Later that day, the Missouri House of Representatives released a scathing investigative report about Greitens, alleging that he knowingly falsified a settlement document with the state ethics committee, a class A misdemeanor.

Ayers recused himself from running the firm when he went to work for Vice President Mike Pence in July 2017, according to Pence's office.

But he didn't sell it until after the Office of Government Ethics had certified Ayers' financial disclosure form on Feb. 4, 2018 — and notified Ayers that he should divest himself of C5 and one other company, Family Capital Management Short Duration LLC, to to comply with White House ethics standards.

A new report contains allegations that Gov. Eric Greitens lied about and misused a charity donor list.

On March 30, Ayers and his wife Jamie Ayers signed an agreement to sell all assets of C5 Creative Consulting to GuidePost Strategies LLC and CS Strategies LLC, according to documents shown to a reporter by the vice president's office.
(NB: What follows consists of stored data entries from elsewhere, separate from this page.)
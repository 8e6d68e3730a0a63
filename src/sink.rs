use std::collections::HashMap;
use std::fs;
use std::io::Write;
use std::sync::Mutex;

use camino::{Utf8Path, Utf8PathBuf};
use serde::Serialize;

use crate::domain::EntityId;
use crate::error::TimelineError;
use crate::record::NormalizedRecord;

#[derive(Debug, Clone, Copy, PartialEq, Eq, Serialize)]
#[serde(rename_all = "lowercase")]
pub enum UpsertOutcome {
    Inserted,
    Updated,
}

/// External storage, idempotent on `record.id`. Records are handed over by value.
pub trait RecordSink {
    fn upsert(&self, record: NormalizedRecord) -> Result<UpsertOutcome, TimelineError>;
}

impl<T: RecordSink + ?Sized> RecordSink for &T {
    fn upsert(&self, record: NormalizedRecord) -> Result<UpsertOutcome, TimelineError> {
        (**self).upsert(record)
    }
}

#[derive(Debug, Default)]
pub struct MemorySink {
    records: Mutex<HashMap<EntityId, NormalizedRecord>>,
}

impl MemorySink {
    pub fn new() -> Self {
        Self::default()
    }

    pub fn get(&self, id: &EntityId) -> Option<NormalizedRecord> {
        self.records.lock().ok()?.get(id).cloned()
    }

    pub fn len(&self) -> usize {
        self.records.lock().map(|map| map.len()).unwrap_or(0)
    }

    pub fn is_empty(&self) -> bool {
        self.len() == 0
    }
}

impl RecordSink for MemorySink {
    fn upsert(&self, record: NormalizedRecord) -> Result<UpsertOutcome, TimelineError> {
        let mut map = self
            .records
            .lock()
            .map_err(|err| TimelineError::Sink(err.to_string()))?;
        match map.insert(record.id.clone(), record) {
            Some(_) => Ok(UpsertOutcome::Updated),
            None => Ok(UpsertOutcome::Inserted),
        }
    }
}

/// One pretty-printed JSON file per record, `<root>/<id>.json`.
#[derive(Debug, Clone)]
pub struct JsonDirSink {
    root: Utf8PathBuf,
}

impl JsonDirSink {
    pub fn new(root: Utf8PathBuf) -> Self {
        Self { root }
    }

    pub fn root(&self) -> &Utf8Path {
        &self.root
    }

    pub fn record_path(&self, id: &EntityId) -> Utf8PathBuf {
        self.root.join(format!("{id}.json"))
    }
}

impl RecordSink for JsonDirSink {
    fn upsert(&self, record: NormalizedRecord) -> Result<UpsertOutcome, TimelineError> {
        fs::create_dir_all(self.root.as_std_path())
            .map_err(|err| TimelineError::Sink(err.to_string()))?;
        let path = self.record_path(&record.id);
        let outcome = if path.as_std_path().exists() {
            UpsertOutcome::Updated
        } else {
            UpsertOutcome::Inserted
        };
        let content = serde_json::to_vec_pretty(&record)
            .map_err(|err| TimelineError::Sink(err.to_string()))?;
        let mut temp = tempfile::Builder::new()
            .prefix(".record")
            .suffix(".tmp")
            .tempfile_in(self.root.as_std_path())
            .map_err(|err| TimelineError::Sink(err.to_string()))?;
        temp.write_all(&content)
            .map_err(|err| TimelineError::Sink(err.to_string()))?;
        temp.persist(path.as_std_path())
            .map_err(|err| TimelineError::Sink(err.to_string()))?;
        Ok(outcome)
    }
}
use serde::{Deserialize, Serialize};

use crate::claims::{description, extract_time, label, year_of};
use crate::domain::{Coordinate, CoordinateResult, CoordinateSource, EntityId, property};
use crate::entity::EntityDocument;

pub const DEFAULT_LANGUAGE: &str = "en";

/// One event, ready for the upsert sink. Latitude and longitude are either
/// both present, with a source other than `None`, or both absent.
#[derive(Debug, Clone, PartialEq, Serialize, Deserialize)]
pub struct NormalizedRecord {
    pub id: EntityId,
    pub label: Option<String>,
    pub description: Option<String>,
    pub start_time: Option<String>,
    pub end_time: Option<String>,
    pub start_year: Option<i64>,
    pub end_year: Option<i64>,
    pub latitude: Option<f64>,
    pub longitude: Option<f64>,
    pub coordinate_source: CoordinateSource,
    pub raw_entity: EntityDocument,
}

impl NormalizedRecord {
    pub fn coordinate(&self) -> Option<Coordinate> {
        match (self.latitude, self.longitude) {
            (Some(latitude), Some(longitude)) => Some(Coordinate::new(latitude, longitude)),
            _ => None,
        }
    }
}

#[derive(Debug, Clone)]
pub struct RecordBuilder {
    language: String,
}

impl Default for RecordBuilder {
    fn default() -> Self {
        Self::new(DEFAULT_LANGUAGE)
    }
}

impl RecordBuilder {
    pub fn new(language: &str) -> Self {
        Self {
            language: language.to_string(),
        }
    }

    pub fn build(
        &self,
        id: &EntityId,
        doc: &EntityDocument,
        coordinates: CoordinateResult,
    ) -> NormalizedRecord {
        let start_time = extract_time(doc, property::START_TIME)
            .or_else(|| extract_time(doc, property::POINT_IN_TIME));
        let end_time = extract_time(doc, property::END_TIME)
            .or_else(|| extract_time(doc, property::POINT_IN_TIME));

        let (coordinate, coordinate_source) = match (coordinates.coordinate, coordinates.source) {
            (Some(_), CoordinateSource::None) | (None, _) => (None, CoordinateSource::None),
            (Some(coordinate), source) => (Some(coordinate), source),
        };

        NormalizedRecord {
            id: id.clone(),
            label: label(doc, &self.language),
            description: description(doc, &self.language),
            start_year: start_time.as_deref().and_then(year_of),
            end_year: end_time.as_deref().and_then(year_of),
            start_time,
            end_time,
            latitude: coordinate.map(|c| c.latitude),
            longitude: coordinate.map(|c| c.longitude),
            coordinate_source,
            raw_entity: doc.clone(),
        }
    }
}

pub fn build_record(
    id: &EntityId,
    doc: &EntityDocument,
    coordinates: CoordinateResult,
) -> NormalizedRecord {
    RecordBuilder::default().build(id, doc, coordinates)
}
The sale price is not public.

Once the assets were sold, the C5 board voted to dissolve the company on April 25. Jamie Ayers signed a notice of intent to dissolve C5 the next day, but it wasn't electronically filed with the Georgia secretary of state until Wednesday.

In June 2016, Ayers and Cox reportedly were in talks with casino magnate Sheldon Adelson to set up a Donald Trump super PAC, but that didn't end up happening.

Cox is the chief executive officer of GuidePost Strategies, which is headquartered in Washington, D.C. He did not respond to a request for comment. In the biography on the firm's website, he notes how the Washington Times called him "a Republican kingmaker."

The GuidePost Strategies website describes Cox "one of the nation’s most experienced political operatives" and states that he has directed "more than 100 campaigns in nearly every state and every level, including a presidential super PAC and campaigns for U.S. Senate, House, and Governor."

Cox also serves on the board of the Mitch McConnell-aligned Senate Leadership Fund. He worked on the campaign of Virginia Republican Gov. Bob McDonnell before serving as RGA executive director between 2011 and 2014.

Ayers preceded him in the job, serving as executive director of RGA between 2007 and 2011.

Austin Chambers, a top aide to Greitens, worked for C5 until its dissolution this week. He told The Kansas City Star he joined CS Strategies during the asset purchase of C5 at the end of March.

CS Strategies is based in Washington, D.C., and was founded by Cox in March, Chambers said in an email.

Chambers serves as Greitens’ senior political adviser and runs his nonprofit, A New Missouri Inc.